Efeito bolha: o problema agravado pelas redes sociais
Enviada em 08/03/2022
De acordo com o estudo realizado pela plataforma Cupom Válido, o Brasil conta com 70,3% de sua população que afirmam utilizar as redes sociais. De tal forma, que se formam diversas opiniões diferentes, potencializando assim o efeito bolha.
Atualmente, as redes sociais contam com a inteligência artificial, esta que deveria aproximar as pessoas, acaba causando a discórdia entre ideais opostos. Entretanto, essa discordância é de certa forma influenciada pelo algoritmo utilizado nas principais plataformas. Esse algoritmo funciona com base na atividade online do usuário, ranqueando as postagens de acordo com a interação do usuário, fazendo assim um grau de relevância para todos os conteúdos já interagidos. Devido a esse sistema das redes sociais, é comum o “feed” ser apenas baseado no engajamento do usuário, levando-o para as extremidades de diversas áreas sociais, por consequência, é possível perceber diversos malefícios para a sociedade.
Como resultado, pode-se encontrar diversos extremistas e sensacionalistas, sendo beneficiados até por quem discorda de seu pensamento, devido a interação, muitos indivíduos ganham voz mesmo com ideias falsas ou totalmente erradas. Forma-se então as discussões entre grupos com diferentes pensamentos, formando uma divisão na sociedade e uma guerra online, onde até o lado errado “sai bem”. Sendo assim concretizado o efeito bolha e sua influência na sociedade atual.

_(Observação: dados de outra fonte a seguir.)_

//! Builds the `FeedConfig` the monitor runs with: optional JSON file, then the
//! resolved profile URL, then `RELAYWATCH_*` environment overrides, then flags.

use std::{env, fs, path::Path};

use anyhow::{Context, Result};
use relayfeed::FeedConfig;

const ENV_PREFIX: &str = "RELAYWATCH_";

pub fn load_file(path: &Path) -> Result<FeedConfig> {
    let raw = fs::read_to_string(path)
        .with_context(|| format!("reading config {}", path.display()))?;
    serde_json::from_str(&raw).with_context(|| format!("parsing config {}", path.display()))
}

/// Point `base` at `url`, keeping every tunable already set on it.
pub fn with_url(mut base: FeedConfig, url: &str) -> Result<FeedConfig> {
    let derived = FeedConfig::from_url(url)?;
    base.mode = derived.mode;
    base.endpoint = derived.endpoint;
    base.probe_endpoint = derived.probe_endpoint;
    Ok(base)
}

pub fn apply_env_overrides(cfg: &mut FeedConfig) {
    apply_overrides(cfg, |key| env::var(format!("{ENV_PREFIX}{key}")).ok());
}

fn apply_overrides<F: Fn(&str) -> Option<String>>(cfg: &mut FeedConfig, var: F) {
    if let Some(val) = var("PASSWORD") {
        cfg.password = Some(val);
    }
    if let Some(val) = var("POLL_INTERVAL_MS") {
        if let Ok(ms) = val.parse() {
            cfg.poll_interval_ms = ms;
        }
    }
    if let Some(val) = var("REQUEST_TIMEOUT_MS") {
        if let Ok(ms) = val.parse() {
            cfg.request_timeout_ms = ms;
        }
    }
    if let Some(val) = var("FAILURE_THRESHOLD") {
        if let Ok(n) = val.parse() {
            cfg.failure_threshold = n;
        }
    }
    if let Some(val) = var("RECONNECT_DELAY_MS") {
        if let Ok(ms) = val.parse() {
            cfg.reconnect_delay_ms = ms;
        }
    }
    if let Some(val) = var("MAX_RECONNECTS") {
        if let Ok(n) = val.parse() {
            cfg.max_reconnect_attempts = n;
        }
    }
}
//! Subscriber registry. Listeners get `(state, last snapshot)` on every change;
//! a panicking listener is logged and skipped so the others still receive it.

use std::panic::{catch_unwind, AssertUnwindSafe};
use std::sync::{Arc, Mutex, MutexGuard, PoisonError};

use tokio::sync::watch;
use tracing::warn;

use crate::types::{ConnectionState, MetricsSnapshot};

pub type Listener = Arc<dyn Fn(ConnectionState, Option<&MetricsSnapshot>) + Send + Sync>;

#[derive(Debug, Clone, Copy, PartialEq, Eq, Hash)]
pub struct SubscriptionId(u64);

struct Inner {
    next_id: u64,
    listeners: Vec<(SubscriptionId, Listener)>,
    /// Session allowed to publish; `None` after stop.
    active: Option<u64>,
    generation: u64,
}

#[derive(Clone)]
pub(crate) struct Hub {
    inner: Arc<Mutex<Inner>>,
    state_tx: Arc<watch::Sender<ConnectionState>>,
}

impl Hub {
    pub(crate) fn new(initial: ConnectionState) -> Self {
        let (state_tx, _) = watch::channel(initial);
        Self {
            inner: Arc::new(Mutex::new(Inner {
                next_id: 0,
                listeners: Vec::new(),
                active: None,
                generation: 0,
            })),
            state_tx: Arc::new(state_tx),
        }
    }

    fn lock(&self) -> MutexGuard<'_, Inner> {
        // listeners run under catch_unwind, so a poisoned lock still holds valid data
        self.inner.lock().unwrap_or_else(PoisonError::into_inner)
    }

    pub(crate) fn subscribe(&self, listener: Listener) -> SubscriptionId {
        let mut inner = self.lock();
        inner.next_id += 1;
        let id = SubscriptionId(inner.next_id);
        inner.listeners.push((id, listener));
        id
    }

    pub(crate) fn unsubscribe(&self, id: SubscriptionId) -> bool {
        let mut inner = self.lock();
        let before = inner.listeners.len();
        inner.listeners.retain(|(i, _)| *i != id);
        inner.listeners.len() != before
    }

    /// Open a new publishing session; any older session goes silent.
    pub(crate) fn activate(&self) -> Publisher {
        let mut inner = self.lock();
        inner.generation += 1;
        inner.active = Some(inner.generation);
        Publisher {
            hub: self.clone(),
            session: inner.generation,
        }
    }

    /// Silence the current session. Returns once no delivery is in progress.
    pub(crate) fn deactivate(&self, reset_to: ConnectionState) {
        let mut inner = self.lock();
        inner.active = None;
        self.state_tx.send_replace(reset_to);
    }

    pub(crate) fn state(&self) -> ConnectionState {
        *self.state_tx.borrow()
    }

    pub(crate) fn watch(&self) -> watch::Receiver<ConnectionState> {
        self.state_tx.subscribe()
    }

    fn publish(&self, session: u64, state: ConnectionState, snapshot: Option<&MetricsSnapshot>) {
        let inner = self.lock();
        if inner.active != Some(session) {
            return;
        }
        self.state_tx.send_replace(state);
        for (id, listener) in &inner.listeners {
            if catch_unwind(AssertUnwindSafe(|| listener(state, snapshot))).is_err() {
                warn!(subscription = id.0, %state, "feed listener panicked; continuing delivery");
            }
        }
    }
}

/// Publishing handle owned by one running session.
pub(crate) struct Publisher {
    hub: Hub,
    session: u64,
}

impl Publisher {
    pub(crate) fn publish(&self, state: ConnectionState, snapshot: Option<&MetricsSnapshot>) {
        self.hub.publish(self.session, state, snapshot);
    }
}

Em suma, nota-se que o efeito bolha traz consequências ruins para a sociedade, causando a desarmonia desta. Visando a redução desse efeito, tendo em vista que sempre haverá ideais opostos, O Instituto Nacional de Tecnologia da Informação deve alterar os algorítimos, para amenizar o contraste de ideias na rede do indivíduo, apresentando assim informações novas, com a possibilidade de mudar a opinião deste. Além de campanhas, através das mídias, para informar a população a sempre buscar sair da sua “zona de conforto”. Portanto, vale frisar a frase dita pelo cientista Albert Einstein: “O espírito humano precisa prevalecer sobre a tecnologia.”